Material provided START
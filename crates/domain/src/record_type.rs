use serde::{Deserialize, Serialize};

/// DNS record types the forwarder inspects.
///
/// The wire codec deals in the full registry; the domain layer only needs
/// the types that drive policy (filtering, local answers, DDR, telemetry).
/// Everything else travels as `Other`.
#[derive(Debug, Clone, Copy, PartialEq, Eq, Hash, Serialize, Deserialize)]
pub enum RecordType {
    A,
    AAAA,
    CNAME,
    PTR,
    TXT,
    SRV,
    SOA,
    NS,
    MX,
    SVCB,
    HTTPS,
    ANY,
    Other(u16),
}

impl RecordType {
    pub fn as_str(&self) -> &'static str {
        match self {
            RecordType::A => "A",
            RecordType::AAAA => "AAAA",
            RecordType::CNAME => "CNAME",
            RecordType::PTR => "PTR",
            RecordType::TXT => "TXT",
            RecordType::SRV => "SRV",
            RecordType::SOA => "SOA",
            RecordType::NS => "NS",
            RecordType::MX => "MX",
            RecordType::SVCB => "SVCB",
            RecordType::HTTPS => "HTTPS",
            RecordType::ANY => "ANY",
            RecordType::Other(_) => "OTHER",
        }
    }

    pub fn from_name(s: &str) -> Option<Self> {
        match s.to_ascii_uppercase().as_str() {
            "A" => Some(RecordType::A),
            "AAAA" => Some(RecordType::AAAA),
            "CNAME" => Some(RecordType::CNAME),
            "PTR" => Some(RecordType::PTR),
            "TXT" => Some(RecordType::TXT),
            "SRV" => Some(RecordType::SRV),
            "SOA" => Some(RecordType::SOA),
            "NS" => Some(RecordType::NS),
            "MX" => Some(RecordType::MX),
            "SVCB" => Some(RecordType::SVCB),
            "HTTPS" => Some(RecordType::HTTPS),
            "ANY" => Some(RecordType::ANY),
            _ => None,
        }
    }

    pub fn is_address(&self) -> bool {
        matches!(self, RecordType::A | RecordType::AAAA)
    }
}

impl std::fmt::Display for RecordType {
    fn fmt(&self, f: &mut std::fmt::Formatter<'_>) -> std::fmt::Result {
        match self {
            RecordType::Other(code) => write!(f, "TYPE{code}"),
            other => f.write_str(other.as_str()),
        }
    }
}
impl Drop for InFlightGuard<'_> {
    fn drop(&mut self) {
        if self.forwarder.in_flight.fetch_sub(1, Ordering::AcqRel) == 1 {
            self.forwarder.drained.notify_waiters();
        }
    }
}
Material provided END
Material provided START
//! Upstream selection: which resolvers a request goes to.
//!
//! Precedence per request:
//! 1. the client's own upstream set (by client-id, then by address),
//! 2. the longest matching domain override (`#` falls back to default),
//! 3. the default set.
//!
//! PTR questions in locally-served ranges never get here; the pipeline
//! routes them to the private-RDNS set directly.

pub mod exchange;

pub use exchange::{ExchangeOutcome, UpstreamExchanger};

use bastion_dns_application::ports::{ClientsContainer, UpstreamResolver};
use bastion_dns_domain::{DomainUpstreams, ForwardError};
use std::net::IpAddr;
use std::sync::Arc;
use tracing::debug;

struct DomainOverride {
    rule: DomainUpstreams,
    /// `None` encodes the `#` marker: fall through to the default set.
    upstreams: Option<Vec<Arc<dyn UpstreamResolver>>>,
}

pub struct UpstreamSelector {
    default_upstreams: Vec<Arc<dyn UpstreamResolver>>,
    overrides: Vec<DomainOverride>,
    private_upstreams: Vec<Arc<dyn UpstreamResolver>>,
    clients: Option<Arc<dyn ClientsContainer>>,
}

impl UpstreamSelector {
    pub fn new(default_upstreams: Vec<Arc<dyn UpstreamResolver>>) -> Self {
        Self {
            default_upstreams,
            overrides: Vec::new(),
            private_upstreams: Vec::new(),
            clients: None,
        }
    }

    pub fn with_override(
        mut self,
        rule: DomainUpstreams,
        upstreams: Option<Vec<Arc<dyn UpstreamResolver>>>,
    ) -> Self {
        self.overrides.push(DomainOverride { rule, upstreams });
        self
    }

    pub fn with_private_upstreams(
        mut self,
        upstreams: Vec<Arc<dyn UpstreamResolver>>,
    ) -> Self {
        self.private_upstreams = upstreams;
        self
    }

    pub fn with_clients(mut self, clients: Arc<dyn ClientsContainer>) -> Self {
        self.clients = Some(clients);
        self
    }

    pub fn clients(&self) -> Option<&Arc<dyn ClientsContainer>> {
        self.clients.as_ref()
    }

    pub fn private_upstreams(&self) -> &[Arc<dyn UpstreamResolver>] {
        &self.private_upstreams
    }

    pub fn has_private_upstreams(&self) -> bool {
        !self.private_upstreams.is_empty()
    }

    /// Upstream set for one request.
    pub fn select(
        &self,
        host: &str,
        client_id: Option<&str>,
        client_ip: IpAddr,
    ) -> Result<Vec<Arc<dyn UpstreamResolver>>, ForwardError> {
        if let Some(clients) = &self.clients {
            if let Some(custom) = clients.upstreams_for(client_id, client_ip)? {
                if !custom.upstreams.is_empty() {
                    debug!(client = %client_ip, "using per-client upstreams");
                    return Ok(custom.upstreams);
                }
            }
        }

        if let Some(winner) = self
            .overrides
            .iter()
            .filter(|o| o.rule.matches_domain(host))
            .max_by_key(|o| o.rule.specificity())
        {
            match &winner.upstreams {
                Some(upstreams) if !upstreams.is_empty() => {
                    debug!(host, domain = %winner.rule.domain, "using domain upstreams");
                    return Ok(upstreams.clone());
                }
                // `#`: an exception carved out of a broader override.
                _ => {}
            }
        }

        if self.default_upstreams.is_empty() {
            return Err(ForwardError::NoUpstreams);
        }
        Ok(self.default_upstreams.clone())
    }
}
Material provided END
Material provided START
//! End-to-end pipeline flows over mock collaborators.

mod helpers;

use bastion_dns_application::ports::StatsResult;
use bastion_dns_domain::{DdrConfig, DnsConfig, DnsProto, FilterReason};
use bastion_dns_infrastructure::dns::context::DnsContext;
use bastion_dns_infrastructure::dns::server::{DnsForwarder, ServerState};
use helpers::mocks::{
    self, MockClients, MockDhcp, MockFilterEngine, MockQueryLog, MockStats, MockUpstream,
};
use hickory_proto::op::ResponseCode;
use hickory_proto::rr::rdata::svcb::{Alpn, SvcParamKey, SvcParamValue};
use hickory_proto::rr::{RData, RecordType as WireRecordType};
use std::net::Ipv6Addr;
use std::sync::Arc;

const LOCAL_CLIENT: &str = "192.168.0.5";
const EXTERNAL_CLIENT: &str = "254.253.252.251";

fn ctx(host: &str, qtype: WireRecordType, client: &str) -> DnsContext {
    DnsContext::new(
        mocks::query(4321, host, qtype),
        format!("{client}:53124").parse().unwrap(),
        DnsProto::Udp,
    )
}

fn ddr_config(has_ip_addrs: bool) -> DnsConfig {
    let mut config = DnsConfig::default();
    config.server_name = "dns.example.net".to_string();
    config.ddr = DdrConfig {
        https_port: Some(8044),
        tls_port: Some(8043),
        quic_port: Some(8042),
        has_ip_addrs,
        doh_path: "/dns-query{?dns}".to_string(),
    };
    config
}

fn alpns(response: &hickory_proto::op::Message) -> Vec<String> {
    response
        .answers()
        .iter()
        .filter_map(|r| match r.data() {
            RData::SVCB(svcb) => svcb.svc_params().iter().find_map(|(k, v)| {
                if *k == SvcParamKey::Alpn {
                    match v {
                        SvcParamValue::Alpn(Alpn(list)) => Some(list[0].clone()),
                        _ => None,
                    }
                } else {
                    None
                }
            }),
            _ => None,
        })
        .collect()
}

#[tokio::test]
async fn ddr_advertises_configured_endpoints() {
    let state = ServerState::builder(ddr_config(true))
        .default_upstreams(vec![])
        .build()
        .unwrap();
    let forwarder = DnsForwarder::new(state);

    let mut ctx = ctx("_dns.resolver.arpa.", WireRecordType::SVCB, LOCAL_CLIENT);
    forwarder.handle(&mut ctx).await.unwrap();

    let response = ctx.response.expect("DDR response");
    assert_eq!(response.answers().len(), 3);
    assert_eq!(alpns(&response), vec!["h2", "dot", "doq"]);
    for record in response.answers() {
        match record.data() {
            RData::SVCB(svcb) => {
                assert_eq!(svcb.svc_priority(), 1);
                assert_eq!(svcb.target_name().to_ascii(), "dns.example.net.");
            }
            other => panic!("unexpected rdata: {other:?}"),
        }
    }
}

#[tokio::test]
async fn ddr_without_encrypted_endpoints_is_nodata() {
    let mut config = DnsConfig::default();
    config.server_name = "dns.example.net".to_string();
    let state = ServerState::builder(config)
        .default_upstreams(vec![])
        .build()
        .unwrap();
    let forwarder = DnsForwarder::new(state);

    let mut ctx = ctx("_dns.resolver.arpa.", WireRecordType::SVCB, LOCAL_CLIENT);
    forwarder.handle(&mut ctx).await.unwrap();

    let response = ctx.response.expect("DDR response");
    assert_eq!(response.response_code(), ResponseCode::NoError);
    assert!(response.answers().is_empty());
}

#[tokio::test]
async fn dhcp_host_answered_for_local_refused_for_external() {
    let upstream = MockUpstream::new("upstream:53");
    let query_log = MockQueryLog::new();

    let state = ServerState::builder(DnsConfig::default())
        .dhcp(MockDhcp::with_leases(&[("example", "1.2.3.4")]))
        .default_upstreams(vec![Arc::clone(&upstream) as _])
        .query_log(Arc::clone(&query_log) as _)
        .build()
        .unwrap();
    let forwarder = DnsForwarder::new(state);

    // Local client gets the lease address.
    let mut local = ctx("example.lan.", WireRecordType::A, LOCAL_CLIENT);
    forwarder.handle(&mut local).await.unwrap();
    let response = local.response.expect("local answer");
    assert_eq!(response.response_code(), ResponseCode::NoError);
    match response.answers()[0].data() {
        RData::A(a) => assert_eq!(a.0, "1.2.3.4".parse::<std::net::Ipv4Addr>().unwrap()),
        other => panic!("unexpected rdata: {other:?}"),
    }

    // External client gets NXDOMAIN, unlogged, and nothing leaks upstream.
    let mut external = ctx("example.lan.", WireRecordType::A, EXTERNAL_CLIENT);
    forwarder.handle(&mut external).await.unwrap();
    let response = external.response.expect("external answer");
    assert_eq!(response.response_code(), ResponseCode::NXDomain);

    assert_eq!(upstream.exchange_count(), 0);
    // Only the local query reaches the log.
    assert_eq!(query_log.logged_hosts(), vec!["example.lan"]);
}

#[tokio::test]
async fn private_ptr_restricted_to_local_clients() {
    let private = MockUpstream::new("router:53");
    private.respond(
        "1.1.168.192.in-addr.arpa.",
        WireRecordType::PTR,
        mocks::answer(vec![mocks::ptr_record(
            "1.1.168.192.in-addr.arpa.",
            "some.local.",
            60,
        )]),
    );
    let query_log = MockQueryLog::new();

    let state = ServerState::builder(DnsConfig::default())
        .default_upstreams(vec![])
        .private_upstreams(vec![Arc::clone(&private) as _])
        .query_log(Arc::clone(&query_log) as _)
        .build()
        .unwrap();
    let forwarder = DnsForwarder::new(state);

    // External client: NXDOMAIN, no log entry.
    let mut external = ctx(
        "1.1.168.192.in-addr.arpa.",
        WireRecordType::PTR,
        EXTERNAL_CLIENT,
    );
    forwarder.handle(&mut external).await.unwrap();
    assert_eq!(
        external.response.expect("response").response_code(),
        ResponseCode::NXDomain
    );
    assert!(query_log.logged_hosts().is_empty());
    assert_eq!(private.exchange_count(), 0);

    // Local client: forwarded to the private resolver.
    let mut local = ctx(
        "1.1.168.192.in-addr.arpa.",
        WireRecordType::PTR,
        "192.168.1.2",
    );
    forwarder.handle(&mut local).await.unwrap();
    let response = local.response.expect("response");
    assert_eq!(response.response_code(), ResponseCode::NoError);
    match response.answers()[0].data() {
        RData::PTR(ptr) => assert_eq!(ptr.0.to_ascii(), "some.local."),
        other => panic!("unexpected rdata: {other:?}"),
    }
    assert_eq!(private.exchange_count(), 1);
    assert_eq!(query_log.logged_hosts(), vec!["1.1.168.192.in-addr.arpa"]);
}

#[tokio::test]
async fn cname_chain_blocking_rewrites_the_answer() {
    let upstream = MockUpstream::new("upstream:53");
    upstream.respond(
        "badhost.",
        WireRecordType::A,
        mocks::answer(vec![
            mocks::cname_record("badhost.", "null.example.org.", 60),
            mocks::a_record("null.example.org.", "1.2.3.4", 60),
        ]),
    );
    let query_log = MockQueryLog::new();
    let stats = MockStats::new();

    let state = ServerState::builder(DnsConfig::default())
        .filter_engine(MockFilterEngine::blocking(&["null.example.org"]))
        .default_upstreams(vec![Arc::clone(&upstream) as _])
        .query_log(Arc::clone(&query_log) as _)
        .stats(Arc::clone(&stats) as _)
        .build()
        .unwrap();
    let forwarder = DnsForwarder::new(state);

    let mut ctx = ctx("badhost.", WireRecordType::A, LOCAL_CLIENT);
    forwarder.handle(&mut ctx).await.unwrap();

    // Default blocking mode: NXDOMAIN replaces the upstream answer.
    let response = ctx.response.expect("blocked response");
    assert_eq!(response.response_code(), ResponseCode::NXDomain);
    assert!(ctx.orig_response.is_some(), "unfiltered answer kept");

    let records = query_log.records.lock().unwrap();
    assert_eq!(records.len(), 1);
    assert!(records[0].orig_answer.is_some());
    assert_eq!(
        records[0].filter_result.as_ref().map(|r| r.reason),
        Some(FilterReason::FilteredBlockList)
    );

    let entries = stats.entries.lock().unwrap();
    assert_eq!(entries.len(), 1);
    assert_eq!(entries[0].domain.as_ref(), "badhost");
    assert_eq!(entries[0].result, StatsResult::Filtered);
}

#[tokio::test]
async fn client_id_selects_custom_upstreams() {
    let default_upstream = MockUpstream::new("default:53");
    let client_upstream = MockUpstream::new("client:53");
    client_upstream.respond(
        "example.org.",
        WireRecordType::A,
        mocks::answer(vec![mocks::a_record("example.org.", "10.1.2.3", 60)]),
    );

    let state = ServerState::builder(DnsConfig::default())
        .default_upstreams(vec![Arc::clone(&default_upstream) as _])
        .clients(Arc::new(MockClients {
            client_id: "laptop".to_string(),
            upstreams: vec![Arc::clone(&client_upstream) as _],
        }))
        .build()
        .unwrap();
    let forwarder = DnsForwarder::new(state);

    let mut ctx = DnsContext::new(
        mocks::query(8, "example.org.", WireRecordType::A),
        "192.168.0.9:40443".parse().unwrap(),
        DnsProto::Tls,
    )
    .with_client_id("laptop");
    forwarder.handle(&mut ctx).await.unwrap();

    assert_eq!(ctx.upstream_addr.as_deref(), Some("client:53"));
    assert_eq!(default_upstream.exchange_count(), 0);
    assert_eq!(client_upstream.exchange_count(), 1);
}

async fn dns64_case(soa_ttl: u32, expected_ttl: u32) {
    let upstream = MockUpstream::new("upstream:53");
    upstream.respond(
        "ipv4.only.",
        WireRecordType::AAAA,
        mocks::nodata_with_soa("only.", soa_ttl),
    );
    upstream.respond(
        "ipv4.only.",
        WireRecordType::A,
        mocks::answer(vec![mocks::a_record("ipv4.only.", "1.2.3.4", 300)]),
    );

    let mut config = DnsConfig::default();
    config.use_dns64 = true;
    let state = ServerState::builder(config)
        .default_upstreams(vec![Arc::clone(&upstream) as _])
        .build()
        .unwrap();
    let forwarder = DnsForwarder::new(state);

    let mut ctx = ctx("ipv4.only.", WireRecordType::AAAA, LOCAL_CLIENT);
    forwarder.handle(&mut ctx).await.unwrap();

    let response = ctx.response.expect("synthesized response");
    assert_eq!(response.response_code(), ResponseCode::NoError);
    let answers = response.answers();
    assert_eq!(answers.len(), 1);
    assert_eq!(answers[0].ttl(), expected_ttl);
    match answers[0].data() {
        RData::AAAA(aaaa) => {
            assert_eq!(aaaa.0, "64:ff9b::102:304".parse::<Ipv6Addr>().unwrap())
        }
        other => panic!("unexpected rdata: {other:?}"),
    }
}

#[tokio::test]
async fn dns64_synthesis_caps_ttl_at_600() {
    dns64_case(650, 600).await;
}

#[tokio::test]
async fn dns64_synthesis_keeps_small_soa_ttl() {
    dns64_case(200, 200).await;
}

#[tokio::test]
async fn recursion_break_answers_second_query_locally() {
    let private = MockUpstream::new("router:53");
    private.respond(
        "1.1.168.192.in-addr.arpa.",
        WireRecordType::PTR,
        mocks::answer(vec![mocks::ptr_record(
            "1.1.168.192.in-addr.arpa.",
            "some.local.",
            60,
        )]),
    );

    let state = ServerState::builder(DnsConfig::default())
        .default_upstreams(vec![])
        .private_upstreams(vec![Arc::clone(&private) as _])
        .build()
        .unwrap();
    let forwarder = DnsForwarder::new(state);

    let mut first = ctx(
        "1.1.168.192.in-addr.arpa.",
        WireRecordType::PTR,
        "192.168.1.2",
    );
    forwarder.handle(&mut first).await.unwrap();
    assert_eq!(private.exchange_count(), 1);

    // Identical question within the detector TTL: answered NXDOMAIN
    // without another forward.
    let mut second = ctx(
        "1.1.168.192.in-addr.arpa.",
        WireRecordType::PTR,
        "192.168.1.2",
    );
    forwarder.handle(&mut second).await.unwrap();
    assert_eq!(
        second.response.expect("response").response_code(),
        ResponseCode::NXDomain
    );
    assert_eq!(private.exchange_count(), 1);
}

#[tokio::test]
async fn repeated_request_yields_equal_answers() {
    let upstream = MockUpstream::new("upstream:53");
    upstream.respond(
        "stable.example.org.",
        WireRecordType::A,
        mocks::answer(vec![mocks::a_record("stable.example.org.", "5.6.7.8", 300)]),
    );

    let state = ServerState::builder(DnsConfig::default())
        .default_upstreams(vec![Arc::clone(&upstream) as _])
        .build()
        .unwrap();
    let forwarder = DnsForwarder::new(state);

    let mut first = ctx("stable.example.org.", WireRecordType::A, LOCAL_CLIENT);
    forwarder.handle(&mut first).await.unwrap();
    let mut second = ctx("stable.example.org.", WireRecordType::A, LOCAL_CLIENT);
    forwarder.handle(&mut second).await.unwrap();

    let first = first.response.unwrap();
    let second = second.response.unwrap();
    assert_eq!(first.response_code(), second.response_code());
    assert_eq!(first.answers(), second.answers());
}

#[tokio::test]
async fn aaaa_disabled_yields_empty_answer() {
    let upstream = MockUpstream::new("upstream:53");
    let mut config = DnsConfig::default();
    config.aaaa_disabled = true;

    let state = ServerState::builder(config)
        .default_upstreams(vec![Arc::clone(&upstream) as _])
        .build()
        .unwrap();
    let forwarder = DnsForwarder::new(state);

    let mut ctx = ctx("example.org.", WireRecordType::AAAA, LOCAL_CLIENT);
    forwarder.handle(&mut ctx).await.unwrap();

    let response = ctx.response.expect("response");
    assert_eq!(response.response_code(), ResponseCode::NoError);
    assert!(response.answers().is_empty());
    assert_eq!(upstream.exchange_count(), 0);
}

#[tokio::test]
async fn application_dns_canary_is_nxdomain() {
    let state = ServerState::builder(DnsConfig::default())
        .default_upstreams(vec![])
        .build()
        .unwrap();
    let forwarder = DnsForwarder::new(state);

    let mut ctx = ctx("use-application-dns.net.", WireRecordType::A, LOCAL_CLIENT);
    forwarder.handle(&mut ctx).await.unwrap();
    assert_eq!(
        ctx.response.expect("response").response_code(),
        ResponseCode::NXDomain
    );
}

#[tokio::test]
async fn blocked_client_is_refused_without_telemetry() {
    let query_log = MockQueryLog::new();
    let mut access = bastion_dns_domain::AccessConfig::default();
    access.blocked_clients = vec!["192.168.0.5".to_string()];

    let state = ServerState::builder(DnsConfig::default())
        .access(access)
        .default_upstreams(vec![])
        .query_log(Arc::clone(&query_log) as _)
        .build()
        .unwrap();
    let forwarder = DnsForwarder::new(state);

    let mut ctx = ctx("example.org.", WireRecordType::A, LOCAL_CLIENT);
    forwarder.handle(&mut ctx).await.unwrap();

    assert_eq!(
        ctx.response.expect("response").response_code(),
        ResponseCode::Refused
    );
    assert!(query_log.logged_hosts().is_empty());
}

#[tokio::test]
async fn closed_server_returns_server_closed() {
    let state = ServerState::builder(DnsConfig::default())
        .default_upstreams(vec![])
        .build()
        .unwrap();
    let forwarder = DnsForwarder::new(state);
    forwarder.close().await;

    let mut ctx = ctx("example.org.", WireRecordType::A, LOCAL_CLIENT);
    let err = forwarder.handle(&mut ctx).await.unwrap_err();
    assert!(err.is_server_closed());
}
Material provided END
The answer must be every line of the records that holds the string "bool".

__Response to the exercise__
    pub fn is_address(&self) -> bool {
    pub fn has_private_upstreams(&self) -> bool {
fn ddr_config(has_ip_addrs: bool) -> DnsConfig {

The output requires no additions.